Ungaretti & Harris LLP
print this page /

Publications: FMLA Leave Abuse Triggers Employee’s Lawful Firing, But Firing Suspected Malingerers Remains Risky Business

Labor & Employment Update - July 2008
07/25/08

Can an employer’s “honest suspicion” that an employee is abusing sick leave justify her discharge and insulate the employer from FMLA liability?  According to a recent Seventh Circuit Court of Appeals decision, it can.  But beware.  Firing an employee for suspected malingering can still be risky business if he or she has made a workers’ compensation claim.  The firing decision may trigger a meritorious workers’ compensation retaliation claim.

In Vail v. Raybestos Products Co.,1 decided July 21, 2008, Diana Vail’s employer, Raybestos, suspected that she was using leave given for migraine headaches to work in her husband’s landscaping business.  Her leave requests and headaches became more frequent during the summer and fall lawn mowing seasons and typically fell on weekdays, when her husband’s cemetery customers preferred to have their lawns mowed.  Raybestos ordered a surveillance, which confirmed that about 10 minutes after making a sick leave request directed by her physician, Vail left her home, filled two mowers at a local gas station, proceeded to a cemetery customer of her husband’s business, and helped another worker mow the lawns.  Raybestos fired Vail the same day.

Before finding Vail’s termination lawful and affirming a summary judgment against her, the Seventh Circuit framed the issue before it in her appeal as “whether she was abusing her leave or whether Raybestos interfered with her [FMLA] rights when it fired her.” To prove unlawful interference, an FMLA claimant must show she was eligible for leave and took it “for the intended purpose.” Consequently, an employer can defeat an interference claim by proving that its employee did not take leave for the intended purpose. Significantly, the Vail court noted that the employer’s right to deny reinstatement to an employee who misuses leave means that it may refuse to reinstate an employee based on an “honest suspicion” that she was abusing leave.

The Vail court found that Raybestos “clearly made this showing;” that its surveillance officer’s report sufficed as a matter of law to give it an “honest suspicion” that Vail was using her leave to help her husband’s business rather than for the “intended purpose,” her migraines; and that “Raybestos did not violate Vail’s rights under the FMLA.”

The Vail decision teaches that, while employers may not interfere with employees’ rights to take FMLA leave for its intended purpose, they may lawfully discharge employees who abuse leave by taking it for unintended reasons. But beware! Illinois workers’ compensation law makes it equally clear that the surveillance and subsequent discharge of an employee for malingering while on workers’ compensation leave may demonstrate retaliatory intent and prove the employee’s wrongful discharge action as a matter of law.
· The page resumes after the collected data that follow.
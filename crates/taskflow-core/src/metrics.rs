use once_cell::sync::OnceCell;
use opentelemetry::metrics::{Counter, Histogram, Meter};
use opentelemetry::{global, KeyValue};
use tracing::info;

struct SchedulerMetrics {
    events_received: Counter<u64>,
    reruns_requested: Counter<u64>,
    dependents_scheduled: Counter<u64>,
    graphs_blocked: Counter<u64>,
    graphs_finished: Counter<u64>,
    handler_duration_ms: Histogram<f64>,
}

static METRICS: OnceCell<SchedulerMetrics> = OnceCell::new();

fn handles() -> &'static SchedulerMetrics {
    METRICS.get_or_init(|| {
        let meter: Meter = global::meter("taskflow.scheduler");
        SchedulerMetrics {
            events_received: meter
                .u64_counter("scheduler_events_received_total")
                .with_description("Inbound execution-queue events received, by kind")
                .init(),
            reruns_requested: meter
                .u64_counter("scheduler_reruns_requested_total")
                .with_description("Reruns requested after a soft task failure")
                .init(),
            dependents_scheduled: meter
                .u64_counter("scheduler_dependents_scheduled_total")
                .with_description("Dependent tasks scheduled after their requirements resolved")
                .init(),
            graphs_blocked: meter
                .u64_counter("scheduler_graphs_blocked_total")
                .with_description("Task graphs transitioned to blocked")
                .init(),
            graphs_finished: meter
                .u64_counter("scheduler_graphs_finished_total")
                .with_description("Task graphs transitioned to finished")
                .init(),
            handler_duration_ms: meter
                .f64_histogram("scheduler_handler_duration_ms")
                .with_description("Event handler latency in milliseconds, by event kind")
                .init(),
        }
    })
}

/// Hint to operators that OTEL metrics export can be configured externally.
/// No-op unless an OTLP meter provider is installed by the embedding binary.
pub fn init_metrics_from_env(service_name: &str) {
    if std::env::var("TASKFLOW_OTEL_METRICS_ENDPOINT").is_ok() {
        info!(
            target = "telemetry",
            "TASKFLOW_OTEL_METRICS_ENDPOINT detected for {service_name}. Configure an OTLP meter provider in your deployment to export scheduler metrics."
        );
    }
}

pub fn record_event_received(kind: &str) {
    handles()
        .events_received
        .add(1, &[KeyValue::new("kind", kind.to_string())]);
}

pub fn record_rerun_requested() {
    handles().reruns_requested.add(1, &[]);
}

pub fn record_dependents_scheduled(count: u64) {
    if count > 0 {
        handles().dependents_scheduled.add(count, &[]);
    }
}

pub fn record_graph_blocked() {
    handles().graphs_blocked.add(1, &[]);
}

pub fn record_graph_finished() {
    handles().graphs_finished.add(1, &[]);
}

pub fn record_handler_duration(event_kind: &str, duration_ms: f64) {
    handles().handler_duration_ms.record(
        duration_ms,
        &[KeyValue::new("event_kind", event_kind.to_string())],
    );
}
In Clark v. Owens-Broadway Glass Container,2 the court dealt with another lawn-mowing employee much differently than the Vail court dealt with Diana Vail. The employer in Clark fired the plaintiff because it believed that she had filed a false workers’ compensation claim and was malingering after its private detective videotaped her mowing her lawn before her medical release to work. The Clark court affirmed a summary judgment for the employee in her retaliatory discharge suit, finding a causal connection between her protected workers’ compensation claim and her discharge because her employer fired her believing she fabricated the claim.

The Vail and Clark decisions demonstrate how critical relatively subtle distinctions can be in the outcome of a wrongful discharge case. Had the Vail plaintiff been discharged while on workers’ compensation leave or the Clark plaintiff fired while on FMLA leave, the outcomes of their respective cases might well have been entirely different. Workers’ compensation, FMLA and ADA leave issues are among the most challenging and frequently confronted problems facing management and human resources professionals today. Carefully consider the risks of terminating or otherwise disciplining employees who’ve asserted rights under these laws before you act. And consider reviewing your best claims avoidance strategies and compliance options with skilled labor counsel before implementing a course of action.

_________________________ 

1 Vail v. Raybestos Products Co., U.S. Court of Appeals, 7th Circuit Case No. 07-3621 (July 21, 2008).
2 Clark v. Owens-Broadway Glass Container, 297 Ill.App.3d 694, 697 N.E.2d 743 (5th Dist. 1998).